HP ha da poco aperto la strada alle periferiche Wi-Fi, rilasciando due mouse che si connettono alla rete, risparmiando batteria e eliminando fastidiosi adattatori o ricevitori. Fino ad oggi nessun altro produttore ha voluto rischiare o provare l’esperimento di HP nel mercato, forse per il particolare funzionamento di queste periferiche, che sono solo compatibili con Windows 7 e utilizzano la rete Wi-Fi in modo singolare; però il nuovo annuncio di Ozmo potrebbe sbloccare il mercato delle periferiche Wireless in futuro.

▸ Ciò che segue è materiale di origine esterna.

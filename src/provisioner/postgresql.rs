//! # PostgreSQL Provisioner
//!
//! Provisions a database and owning role on a configured PostgreSQL server.
//!
//! Deprovisioning has to survive live connections: the database is first
//! closed to new connections, existing backends are terminated, and only
//! then is it dropped, followed by the role. `sslmode=disable` is the fixed
//! connection default.

use crate::config::BackendServer;
use crate::controller::store::SecretStore;
use crate::crd::Database;
use crate::password;
use crate::secrets::{self, DATABASE_URL_KEY};
use async_trait::async_trait;
use kube::ResourceExt;
use std::collections::BTreeMap;
use tokio_postgres::config::SslMode;
use tokio_postgres::{Client, NoTls};
use tracing::{debug, info};

use super::{
    backing_name, select_server, AdminEndpoint, Provisioned, ProvisionError, Provisioner,
};

const DEFAULT_PORT: u16 = 5432;

#[derive(Debug, Clone, Copy)]
pub struct PostgresProvisioner;

#[async_trait]
impl Provisioner for PostgresProvisioner {
    fn engine(&self) -> &'static str {
        "postgresql"
    }

    async fn provision(
        &self,
        db: &Database,
        pool: &[BackendServer],
        secrets_store: &dyn SecretStore,
    ) -> Result<Provisioned, ProvisionError> {
        let server = select_server(pool, &db.spec.class)
            .ok_or(ProvisionError::NoAvailableProviders)?;
        let endpoint = AdminEndpoint::parse(&server.url)?;
        let namespace = db.namespace().unwrap_or_default();
        let name = db.name_any();
        let dbname = backing_name(&namespace, &name);

        let client = connect(&endpoint).await?;
        create_sequence(&client, db, &namespace, &dbname, &endpoint, secrets_store).await?;

        info!(namespace = %namespace, name = %name, server = %server.name,
            "provisioned PostgreSQL database \"{dbname}\"");
        Ok(Provisioned {
            server: server.name.clone(),
        })
    }

    async fn deprovision(
        &self,
        db: &Database,
        server: &BackendServer,
    ) -> Result<(), ProvisionError> {
        let endpoint = AdminEndpoint::parse(&server.url)?;
        let namespace = db.namespace().unwrap_or_default();
        let name = db.name_any();
        let dbname = backing_name(&namespace, &name);

        let client = connect(&endpoint).await?;
        drop_sequence(&client, &dbname).await?;

        info!(namespace = %namespace, name = %name, server = %server.name,
            "dropped PostgreSQL database \"{dbname}\"");
        Ok(())
    }
}

/// Open an admin connection to the maintenance database named in the
/// server URL path
///
/// The connection task ends when the returned client is dropped, so every
/// exit path closes the connection.
async fn connect(endpoint: &AdminEndpoint) -> Result<Client, ProvisionError> {
    let mut config = tokio_postgres::Config::new();
    config
        .host(&endpoint.host)
        .port(endpoint.port.unwrap_or(DEFAULT_PORT))
        .user(&endpoint.user)
        .password(&endpoint.password)
        .dbname(&endpoint.dbname)
        .ssl_mode(SslMode::Disable);

    let (client, connection) = config
        .connect(NoTls)
        .await
        .map_err(|err| ProvisionError::Connection(err.to_string()))?;

    tokio::spawn(async move {
        if let Err(err) = connection.await {
            debug!(error = %err, "PostgreSQL connection terminated");
        }
    });

    Ok(client)
}

async fn create_sequence(
    client: &Client,
    db: &Database,
    namespace: &str,
    dbname: &str,
    endpoint: &AdminEndpoint,
    secrets_store: &dyn SecretStore,
) -> Result<(), ProvisionError> {
    let generated = password::generate()?;

    client
        .batch_execute(&format!(
            "CREATE ROLE \"{dbname}\" LOGIN PASSWORD '{}'",
            &*generated
        ))
        .await
        .map_err(|err| ProvisionError::CreateUser(err.to_string()))?;

    client
        .batch_execute(&format!(
            "CREATE DATABASE \"{dbname}\" OWNER \"{dbname}\" TEMPLATE \"template0\""
        ))
        .await
        .map_err(|err| ProvisionError::CreateDatabase(err.to_string()))?;

    client
        .batch_execute(&format!("GRANT ALL ON DATABASE \"{dbname}\" TO \"{dbname}\""))
        .await
        .map_err(|err| ProvisionError::GrantPrivileges(err.to_string()))?;

    let fields = secret_fields(dbname, &generated, endpoint);
    secrets::materialize(secrets_store, namespace, &db.spec.secret_name, fields)
        .await
        .map_err(|err| ProvisionError::CreateSecret(err.to_string()))?;

    Ok(())
}

/// Drop the database out from under any connected clients, then the role
async fn drop_sequence(client: &Client, dbname: &str) -> Result<(), ProvisionError> {
    client
        .execute(
            "UPDATE pg_database SET datallowconn=false WHERE datname=$1",
            &[&dbname],
        )
        .await
        .map_err(|err| ProvisionError::DropDatabase(err.to_string()))?;

    client
        .query(
            "SELECT pg_terminate_backend(pid) FROM pg_stat_activity WHERE datname=$1",
            &[&dbname],
        )
        .await
        .map_err(|err| ProvisionError::DropDatabase(err.to_string()))?;

    client
        .batch_execute(&format!("DROP DATABASE \"{dbname}\""))
        .await
        .map_err(|err| ProvisionError::DropDatabase(err.to_string()))?;

    client
        .batch_execute(&format!("DROP ROLE \"{dbname}\""))
        .await
        .map_err(|err| ProvisionError::DropUser(err.to_string()))?;

    Ok(())
}

/// Secret payload: composite URL only; PostgreSQL secrets carry no
/// decomposed fields
fn secret_fields(
    dbname: &str,
    password: &str,
    endpoint: &AdminEndpoint,
) -> BTreeMap<String, String> {
    let mut fields = BTreeMap::new();
    fields.insert(
        DATABASE_URL_KEY.to_string(),
        format!(
            "postgresql://{dbname}:{password}@{}/{dbname}",
            endpoint.authority()
        ),
    );
    fields
}
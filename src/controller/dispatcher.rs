//! # Dispatcher
//!
//! Wires the watch stream to the work queue and runs the worker pool.
//!
//! Startup blocks until the reflector's local cache mirror has completed
//! its initial sync; missing the startup window is fatal and the process
//! exits without having provisioned anything. Shutdown flips readiness,
//! closes the queue and lets each worker finish its current item; no
//! in-flight backend operation is cancelled.

use crate::controller::queue::{Event, QueueItem, WorkQueue};
use crate::controller::{state, Context};
use crate::crd::Database;
use crate::server::ServerState;
use anyhow::{bail, Context as _, Result};
use futures::TryStreamExt;
use kube::{Api, Client};
use kube_runtime::reflector::store::Writer;
use kube_runtime::{reflector, watcher, WatchStreamExt};
use std::sync::atomic::Ordering;
use std::sync::Arc;
use std::time::Duration;
use tokio::task::JoinSet;
use tokio::time::timeout;
use tracing::{debug, info, warn};

/// Startup window for the initial cache sync
const CACHE_SYNC_TIMEOUT: Duration = Duration::from_secs(60);

/// Run the controller until a shutdown signal arrives
pub async fn run(
    client: Client,
    ctx: Arc<Context>,
    workers: usize,
    server_state: Arc<ServerState>,
) -> Result<()> {
    let api: Api<Database> = Api::all(client);
    let (reader, writer) = reflector::store();
    let queue = Arc::new(WorkQueue::new());

    // The router must be polling before the cache can sync
    let router = tokio::spawn(route_events(api, writer, Arc::clone(&queue)));

    match timeout(CACHE_SYNC_TIMEOUT, reader.wait_until_ready()).await {
        Err(_) => bail!("timed out waiting for initial cache sync"),
        Ok(Err(err)) => bail!("watch stream failed before cache sync: {err}"),
        Ok(Ok(())) => {}
    }
    info!(workers, "cache synchronised; starting workers");
    server_state.is_ready.store(true, Ordering::Relaxed);

    let mut pool = JoinSet::new();
    for id in 0..workers.max(1) {
        pool.spawn(worker_loop(id, Arc::clone(&queue), Arc::clone(&ctx)));
    }

    tokio::signal::ctrl_c()
        .await
        .context("failed to listen for shutdown signal")?;
    info!("shutdown signal received; draining workers");
    server_state.is_ready.store(false, Ordering::Relaxed);
    queue.close();
    router.abort();
    while pool.join_next().await.is_some() {}
    info!("controller stopped");
    Ok(())
}

/// Convert watch notifications into queue items
///
/// `Apply` covers both adds and modifications; both route to [`Event::Add`]
/// because terminal phases make replays no-ops, which preserves the
/// no-in-place-update semantics. Watch errors are retried with backoff
/// inside the stream; they are logged here and the stream continues.
async fn route_events(api: Api<Database>, writer: Writer<Database>, queue: Arc<WorkQueue>) {
    let stream = reflector(writer, watcher(api, watcher::Config::default())).default_backoff();
    let mut stream = std::pin::pin!(stream);
    loop {
        match stream.try_next().await {
            Ok(Some(event)) => match event {
                watcher::Event::Apply(db) | watcher::Event::InitApply(db) => {
                    enqueue(&queue, Event::Add, db);
                }
                watcher::Event::Delete(db) => {
                    enqueue(&queue, Event::Delete, db);
                }
                watcher::Event::Init | watcher::Event::InitDone => {}
            },
            Ok(None) => {
                warn!("watch stream ended");
                break;
            }
            Err(err) => {
                warn!(error = %err, "watch stream error");
            }
        }
    }
}

fn enqueue(queue: &WorkQueue, event: Event, resource: Database) {
    let item = QueueItem::new(event, resource);
    let key = item.key();
    if !queue.push(item) {
        debug!(namespace = %key.namespace, name = %key.name, event = ?key.event,
            "coalesced duplicate event");
    }
}

async fn worker_loop(id: usize, queue: Arc<WorkQueue>, ctx: Arc<Context>) {
    debug!(worker = id, "worker started");
    while let Some(item) = queue.recv().await {
        let key = item.key();
        match item.event {
            Event::Add => state::handle_add(&ctx, item.resource).await,
            Event::Delete => state::handle_delete(&ctx, item.resource).await,
        }
        // done regardless of outcome: failures wait for a fresh delivery
        queue.done(&key);
    }
    debug!(worker = id, "worker stopped");
}
//! Prints the Database CRD manifest for cluster installation:
//! `cargo run --bin crdgen | kubectl apply -f -`

use database_controller::Database;
use kube::CustomResourceExt;

fn main() {
    print!(
        "{}",
        serde_yaml::to_string(&Database::crd()).expect("CRD serialization cannot fail")
    );
}
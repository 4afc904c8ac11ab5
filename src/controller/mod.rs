//! # Reconciliation Engine
//!
//! The event-to-action pipeline: the dispatcher subscribes to the watch
//! stream and feeds the work queue, worker loops drain it, and the state
//! machine turns each item into backend operations and a status commit.

pub mod dispatcher;
pub mod queue;
pub mod state;
pub mod store;

use crate::config::BackendConfig;
use crate::provisioner::ProvisionerRegistry;
use std::sync::Arc;
use store::{ResourceStore, SecretStore};

/// Shared dependencies handed to every worker
pub struct Context {
    pub config: BackendConfig,
    pub registry: ProvisionerRegistry,
    pub resources: Arc<dyn ResourceStore>,
    pub secrets: Arc<dyn SecretStore>,
}

impl std::fmt::Debug for Context {
    fn fmt(&self, f: &mut std::fmt::Formatter<'_>) -> std::fmt::Result {
        f.debug_struct("Context")
            .field("config", &self.config)
            .field("registry", &self.registry)
            .finish()
    }
}
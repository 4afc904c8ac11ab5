//! # HTTP Server
//!
//! HTTP server for metrics, health checks, and Kubernetes probes.
//!
//! Provides endpoints:
//! - `/metrics` - Prometheus metrics in text format
//! - `/healthz` - Liveness probe (always returns 200)
//! - `/readyz` - Readiness probe (returns 200 once the cache has synchronised)
//!
//! The server runs on port 8080 by default (configurable via `METRICS_PORT`
//! environment variable).

use axum::{
    extract::State,
    http::StatusCode,
    response::IntoResponse,
    routing::get,
    Router,
};
use prometheus::{Encoder, TextEncoder};
use std::sync::Arc;
use tokio::net::TcpListener;
use tracing::{error, info};

#[derive(Debug)]
pub struct ServerState {
    pub is_ready: std::sync::atomic::AtomicBool,
}

impl ServerState {
    pub fn new() -> Self {
        Self {
            is_ready: std::sync::atomic::AtomicBool::new(false),
        }
    }
}

impl Default for ServerState {
    fn default() -> Self {
        Self::new()
    }
}

pub async fn start_server(port: u16, state: Arc<ServerState>) -> Result<(), anyhow::Error> {
    let app = Router::new()
        .route("/metrics", get(metrics_handler))
        .route("/healthz", get(healthz_handler))
        .route("/readyz", get(readyz_handler))
        .with_state(state);

    let addr = format!("0.0.0.0:{}", port);
    let listener = TcpListener::bind(&addr).await?;

    info!("HTTP server listening on {}", addr);

    axum::serve(listener, app).await?;

    Ok(())
}

async fn metrics_handler() -> impl IntoResponse {
    let encoder = TextEncoder::new();
    let metric_families = crate::observability::metrics::REGISTRY.gather();

    let mut buffer = Vec::new();
    if let Err(e) = encoder.encode(&metric_families, &mut buffer) {
        error!("Failed to encode metrics: {}", e);
        return (
            StatusCode::INTERNAL_SERVER_ERROR,
            [("content-type", "text/plain")],
            format!("Failed to encode metrics: {}", e).into_bytes(),
        );
    }

    (
        StatusCode::OK,
        [("content-type", "text/plain; version=0.0.4; charset=utf-8")],
        buffer,
    )
}

async fn healthz_handler() -> impl IntoResponse {
    StatusCode::OK
}

async fn readyz_handler(State(state): State<Arc<ServerState>>) -> impl IntoResponse {
    if state.is_ready.load(std::sync::atomic::Ordering::Relaxed) {
        StatusCode::OK
    } else {
        StatusCode::SERVICE_UNAVAILABLE
    }
}
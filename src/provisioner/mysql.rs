//! # MySQL Provisioner
//!
//! Provisions a schema and matching role on a configured MySQL server.
//!
//! The grant statement doubles as user creation (`IDENTIFIED BY`), so the
//! create sequence is two statements: `CREATE DATABASE` then `GRANT`. The
//! grant target escapes underscores because MySQL treats the database part
//! of a grant as a pattern.

use crate::config::BackendServer;
use crate::controller::store::SecretStore;
use crate::crd::Database;
use crate::password;
use crate::secrets::{self, DATABASE_URL_KEY};
use async_trait::async_trait;
use kube::ResourceExt;
use mysql_async::prelude::Queryable;
use mysql_async::{Conn, OptsBuilder};
use std::collections::BTreeMap;
use tracing::{debug, info};

use super::{
    backing_name, select_server, AdminEndpoint, Provisioned, ProvisionError, Provisioner,
};

const DEFAULT_PORT: u16 = 3306;

#[derive(Debug, Clone, Copy)]
pub struct MySqlProvisioner;

#[async_trait]
impl Provisioner for MySqlProvisioner {
    fn engine(&self) -> &'static str {
        "mysql"
    }

    async fn provision(
        &self,
        db: &Database,
        pool: &[BackendServer],
        secrets_store: &dyn SecretStore,
    ) -> Result<Provisioned, ProvisionError> {
        let server = select_server(pool, &db.spec.class)
            .ok_or(ProvisionError::NoAvailableProviders)?;
        let endpoint = AdminEndpoint::parse(&server.url)?;
        let namespace = db.namespace().unwrap_or_default();
        let name = db.name_any();
        let dbname = backing_name(&namespace, &name);

        let mut conn = connect(&endpoint).await?;
        let outcome = create_sequence(
            &mut conn,
            db,
            &namespace,
            &dbname,
            &endpoint,
            secrets_store,
        )
        .await;
        close(conn).await;
        outcome?;

        info!(namespace = %namespace, name = %name, server = %server.name,
            "provisioned MySQL database \"{dbname}\"");
        Ok(Provisioned {
            server: server.name.clone(),
        })
    }

    async fn deprovision(
        &self,
        db: &Database,
        server: &BackendServer,
    ) -> Result<(), ProvisionError> {
        let endpoint = AdminEndpoint::parse(&server.url)?;
        let namespace = db.namespace().unwrap_or_default();
        let name = db.name_any();
        let dbname = backing_name(&namespace, &name);

        let mut conn = connect(&endpoint).await?;
        let outcome = drop_sequence(&mut conn, &dbname).await;
        close(conn).await;
        outcome?;

        info!(namespace = %namespace, name = %name, server = %server.name,
            "dropped MySQL database \"{dbname}\"");
        Ok(())
    }
}

async fn connect(endpoint: &AdminEndpoint) -> Result<Conn, ProvisionError> {
    let opts = OptsBuilder::default()
        .ip_or_hostname(endpoint.host.clone())
        .tcp_port(endpoint.port.unwrap_or(DEFAULT_PORT))
        .user(Some(endpoint.user.clone()))
        .pass(Some(endpoint.password.clone()));
    Conn::new(opts)
        .await
        .map_err(|err| ProvisionError::Connection(err.to_string()))
}

async fn close(conn: Conn) {
    if let Err(err) = conn.disconnect().await {
        debug!(error = %err, "MySQL disconnect failed");
    }
}

async fn create_sequence(
    conn: &mut Conn,
    db: &Database,
    namespace: &str,
    dbname: &str,
    endpoint: &AdminEndpoint,
    secrets_store: &dyn SecretStore,
) -> Result<(), ProvisionError> {
    let generated = password::generate()?;

    conn.query_drop(format!("CREATE DATABASE `{dbname}`"))
        .await
        .map_err(|err| ProvisionError::CreateDatabase(err.to_string()))?;

    conn.query_drop(grant_statement(dbname, &generated))
        .await
        .map_err(|err| ProvisionError::CreateUser(err.to_string()))?;

    let fields = secret_fields(dbname, &generated, endpoint);
    secrets::materialize(secrets_store, namespace, &db.spec.secret_name, fields)
        .await
        .map_err(|err| ProvisionError::CreateSecret(err.to_string()))?;

    Ok(())
}

async fn drop_sequence(conn: &mut Conn, dbname: &str) -> Result<(), ProvisionError> {
    conn.query_drop(format!("DROP DATABASE `{dbname}`"))
        .await
        .map_err(|err| ProvisionError::DropDatabase(err.to_string()))?;

    conn.query_drop(format!("DROP USER `{dbname}`@'%'"))
        .await
        .map_err(|err| ProvisionError::DropUser(err.to_string()))?;

    Ok(())
}

/// Grant statement creating the role alongside its privileges
///
/// The grant target is a pattern, so literal underscores in the schema name
/// must be escaped there; the user name is taken literally.
fn grant_statement(dbname: &str, password: &str) -> String {
    let escaped = dbname.replace('_', "\\_");
    format!("GRANT ALL PRIVILEGES ON `{escaped}`.* TO `{dbname}`@'%' IDENTIFIED BY '{password}'")
}

/// Secret payload: composite URL plus decomposed connection fields
fn secret_fields(
    dbname: &str,
    password: &str,
    endpoint: &AdminEndpoint,
) -> BTreeMap<String, String> {
    let mut fields = BTreeMap::new();
    fields.insert(
        DATABASE_URL_KEY.to_string(),
        format!("mysql://{dbname}:{password}@{}/{dbname}", endpoint.authority()),
    );
    fields.insert("database-host".to_string(), endpoint.host.clone());
    fields.insert(
        "database-port".to_string(),
        endpoint.port.unwrap_or(DEFAULT_PORT).to_string(),
    );
    fields.insert("database-name".to_string(), dbname.to_string());
    fields.insert("database-user".to_string(), dbname.to_string());
    fields.insert("database-password".to_string(), password.to_string());
    fields
}
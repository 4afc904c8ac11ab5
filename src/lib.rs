//! # Database Controller
//!
//! A Kubernetes controller that provisions per-application databases on
//! shared MySQL and PostgreSQL servers.
//!
//! ## Overview
//!
//! The controller watches `Database` custom resources and, for each one:
//!
//! 1. **Selects a backend** - first configured server whose class matches the resource's class
//! 2. **Provisions** - creates a schema/role pair named `{namespace}_{name}` (hyphens become underscores)
//! 3. **Publishes credentials** - writes a connection URL (and, for MySQL, decomposed fields) into the declared secret
//! 4. **Commits status** - transitions the resource to phase `done` or `error`
//!
//! Deleting a provisioned resource tears the schema and role down on the
//! server recorded in `status.server`.
//!
//! Failed attempts are terminal for that delivery: the error lands in
//! `status.error` and the controller waits for the resource owner to
//! re-apply the object rather than retrying on its own.

pub mod config;
pub mod controller;
pub mod crd;
pub mod observability;
pub mod password;
pub mod provisioner;
pub mod secrets;
pub mod server;

pub use config::{BackendConfig, BackendServer};
pub use controller::Context;
pub use crd::{Database, DatabasePhase, DatabaseSpec, DatabaseStatus};
fn main() {
    // Prefer timestamps provided by the build environment so container
    // builds stay reproducible
    let timestamp = if let Ok(ts) = std::env::var("BUILD_TIMESTAMP") {
        ts.parse::<u64>().unwrap_or_else(|_| {
            std::time::SystemTime::now()
                .duration_since(std::time::UNIX_EPOCH)
                .unwrap()
                .as_secs()
        })
    } else {
        std::time::SystemTime::now()
            .duration_since(std::time::UNIX_EPOCH)
            .unwrap()
            .as_secs()
    };

    let datetime = std::env::var("BUILD_DATETIME").unwrap_or_else(|_| {
        chrono::Utc::now()
            .format("%Y-%m-%d %H:%M:%S UTC")
            .to_string()
    });

    let git_hash = std::env::var("BUILD_GIT_HASH")
        .unwrap_or_else(|_| get_git_hash().unwrap_or_else(|| "unknown".to_string()));

    println!("cargo:rustc-env=BUILD_TIMESTAMP={timestamp}");
    println!("cargo:rustc-env=BUILD_DATETIME={datetime}");
    println!("cargo:rustc-env=BUILD_GIT_HASH={git_hash}");

    println!("cargo:rerun-if-changed=build.rs");
    println!("cargo:rerun-if-env-changed=BUILD_TIMESTAMP");
}

fn get_git_hash() -> Option<String> {
    // Always use command-line git to avoid OpenSSL dependency issues
    use std::process::Command;

    let hash_output = Command::new("git")
        .args(["rev-parse", "--short", "HEAD"])
        .output()
        .ok()?;
    if !hash_output.status.success() {
        return None;
    }
    let hash = String::from_utf8(hash_output.stdout).ok()?;
    let short_hash = hash.trim();

    let diff_output = Command::new("git").args(["diff", "--quiet"]).output().ok();
    let is_dirty = diff_output.is_some_and(|output| !output.status.success());

    let suffix = if is_dirty { "-dirty" } else { "" };
    Some(format!("{short_hash}{suffix}"))
}
use chrono::Utc;
use uuid::Uuid;

use sea_orm::{ActiveValue, DatabaseTransaction, TransactionTrait, prelude::*};

use crate::{
    CreateTransactionCmd, ResultEngine, Transaction, UpdateTransactionCmd,
    transactions::{self, DEFAULT_CURRENCY},
    users,
};

use super::super::{Engine, normalize_optional_text, normalize_required_name, with_tx};
use super::{validate_amount, validate_bonus_pairing};

/// Writes the ledger delta into the user's denormalized balances.
///
/// Every path that inserts, rewrites or removes a live transaction must go
/// through here with the matching signed delta, inside the same DB
/// transaction as the row change.
async fn apply_user_deltas(
    db_tx: &DatabaseTransaction,
    user: &users::Model,
    balance_delta: i64,
    bonus_delta: i64,
) -> ResultEngine<()> {
    if balance_delta == 0 && bonus_delta == 0 {
        return Ok(());
    }
    let active = users::ActiveModel {
        id: ActiveValue::Set(user.id),
        balance_minor: ActiveValue::Set(user.balance_minor + balance_delta),
        bonus_minor: ActiveValue::Set(user.bonus_minor + bonus_delta),
        ..Default::default()
    };
    active.update(db_tx).await?;
    Ok(())
}

impl Engine {
    /// Create a transaction and apply its signed effects to the user's
    /// balances.
    pub async fn create_transaction(
        &self,
        cmd: CreateTransactionCmd,
    ) -> ResultEngine<Transaction> {
        validate_amount(cmd.amount_minor)?;
        validate_bonus_pairing(cmd.bonus_minor, cmd.bonus_kind)?;
        let title = normalize_required_name(&cmd.title, "transaction")?;
        let description = normalize_optional_text(cmd.description.as_deref());
        let currency = normalize_optional_text(cmd.currency.as_deref())
            .unwrap_or_else(|| DEFAULT_CURRENCY.to_string());

        with_tx!(self, |db_tx| {
            let user = self.require_user(&db_tx, cmd.user_id).await?;
            self.require_visible_category(&db_tx, cmd.user_id, cmd.category_id)
                .await?;

            let now = Utc::now();
            let tx = Transaction {
                id: Uuid::new_v4(),
                user_id: cmd.user_id,
                kind: cmd.kind,
                amount_minor: cmd.amount_minor,
                bonus_minor: cmd.bonus_minor,
                bonus_kind: cmd.bonus_kind,
                category_id: cmd.category_id,
                title,
                description,
                currency,
                occurred_at: cmd.occurred_at.unwrap_or(now),
                created_at: now,
                updated_at: now,
                deleted_at: None,
            };

            transactions::ActiveModel::from(&tx).insert(&db_tx).await?;
            apply_user_deltas(&db_tx, &user, tx.balance_effect(), tx.bonus_effect()).await?;
            Ok(tx)
        })
    }

    /// Rewrite an existing transaction in place.
    ///
    /// The balance delta is the new signed effect minus the old one, each
    /// computed under its own kind, so flipping income to expense moves the
    /// balance by the full swing and not just the amount difference. The
    /// bonus side follows the same rule with its own kind.
    pub async fn update_transaction(
        &self,
        cmd: UpdateTransactionCmd,
    ) -> ResultEngine<Transaction> {
        with_tx!(self, |db_tx| {
            let user = self.require_user(&db_tx, cmd.user_id).await?;
            let model = self
                .require_owned_transaction(&db_tx, cmd.user_id, cmd.transaction_id)
                .await?;
            let old = Transaction::try_from(model)?;

            let mut updated = old.clone();
            if let Some(kind) = cmd.kind {
                updated.kind = kind;
            }
            if let Some(amount_minor) = cmd.amount_minor {
                updated.amount_minor = amount_minor;
            }
            if let Some(bonus_minor) = cmd.bonus_minor {
                updated.bonus_minor = bonus_minor;
            }
            if let Some(bonus_kind) = cmd.bonus_kind {
                updated.bonus_kind = bonus_kind;
            }
            if let Some(category_id) = cmd.category_id {
                self.require_visible_category(&db_tx, cmd.user_id, category_id)
                    .await?;
                updated.category_id = category_id;
            }
            if let Some(title) = cmd.title.as_deref() {
                updated.title = normalize_required_name(title, "transaction")?;
            }
            if let Some(description) = cmd.description.as_deref() {
                updated.description = normalize_optional_text(Some(description));
            }
            if let Some(currency) = cmd.currency.as_deref() {
                updated.currency = normalize_required_name(currency, "currency")?;
            }
            if let Some(occurred_at) = cmd.occurred_at {
                updated.occurred_at = occurred_at;
            }

            validate_amount(updated.amount_minor)?;
            validate_bonus_pairing(updated.bonus_minor, updated.bonus_kind)?;
            updated.updated_at = Utc::now();

            let balance_delta = updated.balance_effect() - old.balance_effect();
            let bonus_delta = updated.bonus_effect() - old.bonus_effect();

            transactions::ActiveModel::from(&updated)
                .update(&db_tx)
                .await?;
            apply_user_deltas(&db_tx, &user, balance_delta, bonus_delta).await?;
            Ok(updated)
        })
    }

    /// Soft-delete a transaction and revert its effects on the user's
    /// balances.
    ///
    /// The row keeps its data but stops being visible through reads, so a
    /// second delete of the same id reports not found.
    pub async fn delete_transaction(
        &self,
        user_id: Uuid,
        transaction_id: Uuid,
    ) -> ResultEngine<()> {
        with_tx!(self, |db_tx| {
            let user = self.require_user(&db_tx, user_id).await?;
            let model = self
                .require_owned_transaction(&db_tx, user_id, transaction_id)
                .await?;
            let tx = Transaction::try_from(model)?;

            let now = Utc::now();
            let active = transactions::ActiveModel {
                id: ActiveValue::Set(transaction_id),
                deleted_at: ActiveValue::Set(Some(now)),
                updated_at: ActiveValue::Set(now),
                ..Default::default()
            };
            active.update(&db_tx).await?;

            apply_user_deltas(&db_tx, &user, -tx.balance_effect(), -tx.bonus_effect()).await?;
            Ok(())
        })
    }
}
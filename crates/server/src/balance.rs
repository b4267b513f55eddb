use axum::{Extension, Json, extract::State};

use engine::User;

use crate::{
    ServerError,
    server::ServerState,
    types::balance::{BalanceResponse, BalanceUpdate, BonusResponse, BonusUpdate},
};

pub async fn get_balance(
    State(state): State<ServerState>,
    Extension(user): Extension<User>,
) -> Result<Json<BalanceResponse>, ServerError> {
    let user = state.engine.user_balances(user.id).await?;
    Ok(Json(BalanceResponse {
        balance_minor: user.balance_minor,
    }))
}

pub async fn set_balance(
    State(state): State<ServerState>,
    Extension(user): Extension<User>,
    Json(payload): Json<BalanceUpdate>,
) -> Result<Json<BalanceResponse>, ServerError> {
    let user = state
        .engine
        .set_balance(user.id, payload.balance_minor)
        .await?;
    Ok(Json(BalanceResponse {
        balance_minor: user.balance_minor,
    }))
}

pub async fn get_bonus(
    State(state): State<ServerState>,
    Extension(user): Extension<User>,
) -> Result<Json<BonusResponse>, ServerError> {
    let user = state.engine.user_balances(user.id).await?;
    Ok(Json(BonusResponse {
        bonus_minor: user.bonus_minor,
    }))
}

pub async fn set_bonus(
    State(state): State<ServerState>,
    Extension(user): Extension<User>,
    Json(payload): Json<BonusUpdate>,
) -> Result<Json<BonusResponse>, ServerError> {
    let user = state.engine.set_bonus(user.id, payload.bonus_minor).await?;
    Ok(Json(BonusResponse {
        bonus_minor: user.bonus_minor,
    }))
}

Ozmo ha appena presentato il suo design di riferimento OZMO2000 per mouse Wireless, certificati dalla Wi-Fi Alliance come una soluzione Wi-Fi Direct su cui le altre aziende si possono basare per preparare i propri mouse e, ovviamente, altre periferiche Wireless. Uno dei vantaggi principali delle periferiche supportate da Ozmo è la doppia banda, sia 2.4 Ghz che 5 Ghz, così come la sicurezza WPA2 e il protocollo WPS per una facile installazione, su tutte le reti Wi-Fi del mercato. Ozmo non ha intenzione di distribuire i propri mouse, però offrirà i chip di comunicazione che sono già in preparazione per i produttori, per l’implementazione nelle future periferiche Wi-Fi Direct.

Quindi, in futuro vedremo molte più periferiche Wi-Fi Direct sul mercato, presumibilmente, a buon mercato, facili da installare e con una durata maggiore delle attuali.
Infatti, la cosa più interessante dell’offerta di Ozmo è proprio la batteria, secondo la società del chip, la sua tecnologia offrirà un’autonomia di fino tre volte superiore rispetto alle altre periferiche che utilizzano il Bluetooth, e una larghezza di banda ben al di sopra, fino a 24 Mbps. Allo stesso modo, anche la portata di funzionamento sarà maggiore – il modello Wi-Fi di HP raggiunge i 9 metri dal computer.
In questo momento Ozmo fornisce questi chip Wi-Fi Direct per mouse ad un prezzo di 3 dollari, anche in gradi quantità, che in linea di principio sono un ostacolo per la diffusione di questa tecnologia, sopratutto per il bilancio di alcuni piccoli produttori. Tuttavia, nel comunicato stampa, Ozmo ha dichiarato di aver spedito 1 milione di chip. Uno dei principali partner commerciali di Ozmo sembra essere HP, che sta già preparando questi dispositivi, insieme a Logitech e Targus, e Intel che potrebbe usare la tecnologia negli Ultrabook del futuro.